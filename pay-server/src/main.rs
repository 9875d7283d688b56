//! Entry point (§6): load config, connect and migrate the database, wire
//! every module into an [`AppState`], spawn the HTTP server and background
//! tasks, and run until shutdown, mirroring `sdk-sidecar`'s
//! `main.rs`/`run.rs` split.

mod auth;
mod background;
mod cli;
mod config;
mod logging;
mod routes;
mod server;
mod state;

use std::{sync::Arc, time::Duration};

use anyhow::Context;
use pay_auth::{JwtVerifier, PublicKeyStore, RateLimiter};
use pay_engine::{ach_verifier::AchVerifier, transaction_engine::TransactionEngine, browser_post::BrowserPostCoordinator};
use pay_gateway::{credential_registry::CredentialRegistry, gateway_adapter::GatewayAdapter};
use pay_secrets::{HttpSecretBackend, SecretResolver};
use pay_store::{
    payment_method_store::PaymentMethodStore, subscription_store::SubscriptionStore,
    transaction_store::TransactionStore, AuditLogStore, IpWhitelistStore, SqlxJtiBlacklist,
    SqlxMerchantStore, SqlxRateLimitBackend, SqlxServiceRegistry,
};
use pay_tokio::{notify_once::NotifyOnce, task, worker_pool::WorkerPool};

use crate::{cli::PayServerArgs, state::AppState};

const SHUTDOWN_TIME_LIMIT: Duration = Duration::from_secs(10);
const WORKER_POOL_WORKERS: usize = 4;
const WORKER_POOL_QUEUE_CAPACITY: usize = 1024;
const SECRET_CACHE_CAPACITY: usize = 1_000;

fn main() -> anyhow::Result<()> {
    let _ = dotenvy::dotenv();
    logging::init();

    let config = PayServerArgs::load_config()?;

    let rt = tokio::runtime::Builder::new_multi_thread()
        .enable_all()
        .build()
        .context("failed to build tokio runtime")?;

    rt.block_on(run(config))
}

async fn run(config: config::Config) -> anyhow::Result<()> {
    let pool = pay_store::pool::connect(&config.database_url).await?;
    pay_store::pool::migrate(&pool).await?;

    let secrets_backend = HttpSecretBackend::new(&config.secret_store_addr, &config.bootstrap_signing_secret)?;
    let secrets = Arc::new(SecretResolver::with_default_ttl(secrets_backend, SECRET_CACHE_CAPACITY));

    let merchant_store = SqlxMerchantStore::new(pool.clone());
    let registry = Arc::new(CredentialRegistry::new(merchant_store, secrets.clone()));
    registry.refresh().await.context("initial credential registry refresh")?;

    let gateway = Arc::new(GatewayAdapter::new(
        config.gateway_sandbox_base_url.clone(),
        config.gateway_production_base_url.clone(),
    ));

    let transactions = Arc::new(TransactionStore::new(pool.clone()));
    let payment_methods = Arc::new(PaymentMethodStore::new(pool.clone()));
    let subscriptions = Arc::new(SubscriptionStore::new(pool.clone()));
    let ip_whitelist = Arc::new(IpWhitelistStore::new(pool.clone()));
    let audit_log = Arc::new(AuditLogStore::new(pool.clone()));

    let engine = Arc::new(TransactionEngine::new(
        transactions.clone(),
        gateway.clone(),
        registry.clone(),
        secrets.clone(),
    ));
    let browser_post = Arc::new(BrowserPostCoordinator::new(
        transactions.clone(),
        gateway.clone(),
        registry.clone(),
        secrets.clone(),
    ));
    let ach_verifier = Arc::new(AchVerifier::new(payment_methods.clone()));

    let service_registry = Arc::new(SqlxServiceRegistry::new(pool.clone()));
    let jti_blacklist = Arc::new(SqlxJtiBlacklist::new(pool.clone()));
    let rate_limit_backend = SqlxRateLimitBackend::new(pool.clone());

    let public_keys = Arc::new(PublicKeyStore::new(service_registry));
    public_keys.refresh().await.context("initial public key store refresh")?;
    let jwt = Arc::new(JwtVerifier::new(public_keys.clone(), jti_blacklist));
    let rate_limiter = Arc::new(RateLimiter::new(rate_limit_backend));

    let (worker_pool, worker_tasks) =
        WorkerPool::spawn("pay-server-workers", WORKER_POOL_WORKERS, WORKER_POOL_QUEUE_CAPACITY);
    let worker_pool = Arc::new(worker_pool);

    let app_state = AppState {
        engine,
        browser_post,
        registry,
        gateway,
        transactions,
        payment_methods,
        subscriptions,
        ach_verifier,
        ip_whitelist,
        audit_log,
        worker_pool,
        jwt,
        public_keys,
        rate_limiter,
        secrets,
        callback_base_url: Arc::from(config.callback_base_url.as_str()),
    };

    let shutdown = NotifyOnce::new();
    let router = routes::router(app_state.clone()).with_state(app_state.clone());

    let mut static_tasks = Vec::new();
    static_tasks.push(
        server::spawn_server_task(config.listen_addr, router, server::LayerConfig::default(), shutdown.clone())
            .await
            .context("failed to spawn http server task")?,
    );
    static_tasks.extend(worker_tasks);
    static_tasks.extend(background::spawn_all(app_state, config.subscription_failure_policy));

    task::LxTask::spawn("ctrlc-handler", {
        let shutdown = shutdown.clone();
        async move {
            use tokio::signal::ctrl_c;
            tracing::info!("ready; press Ctrl+C to shut down");
            ctrl_c().await.expect("failed to listen for ctrl-c");
            tracing::info!("shutdown signal received, draining in-flight work");
            shutdown.send();
            ctrl_c().await.expect("failed to listen for second ctrl-c");
            std::process::exit(1);
        }
    })
    .detach();

    let (_eph_tasks_tx, eph_tasks_rx) = tokio::sync::mpsc::channel(1);
    task::try_join_tasks_and_shutdown(static_tasks, eph_tasks_rx, shutdown, SHUTDOWN_TIME_LIMIT)
        .await
        .context("error awaiting tasks")?;

    Ok(())
}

YOUR INSTRUCTIONS: Only the lines from the one containing "use tokio::signal::ctrl_c;" through the end of the data above are wanted, both ends included; restate them word for word.

WRITTEN REPLY:
            use tokio::signal::ctrl_c;
            tracing::info!("ready; press Ctrl+C to shut down");
            ctrl_c().await.expect("failed to listen for ctrl-c");
            tracing::info!("shutdown signal received, draining in-flight work");
            shutdown.send();
            ctrl_c().await.expect("failed to listen for second ctrl-c");
            std::process::exit(1);
        }
    })
    .detach();

    let (_eph_tasks_tx, eph_tasks_rx) = tokio::sync::mpsc::channel(1);
    task::try_join_tasks_and_shutdown(static_tasks, eph_tasks_rx, shutdown, SHUTDOWN_TIME_LIMIT)
        .await
        .context("error awaiting tasks")?;

    Ok(())
}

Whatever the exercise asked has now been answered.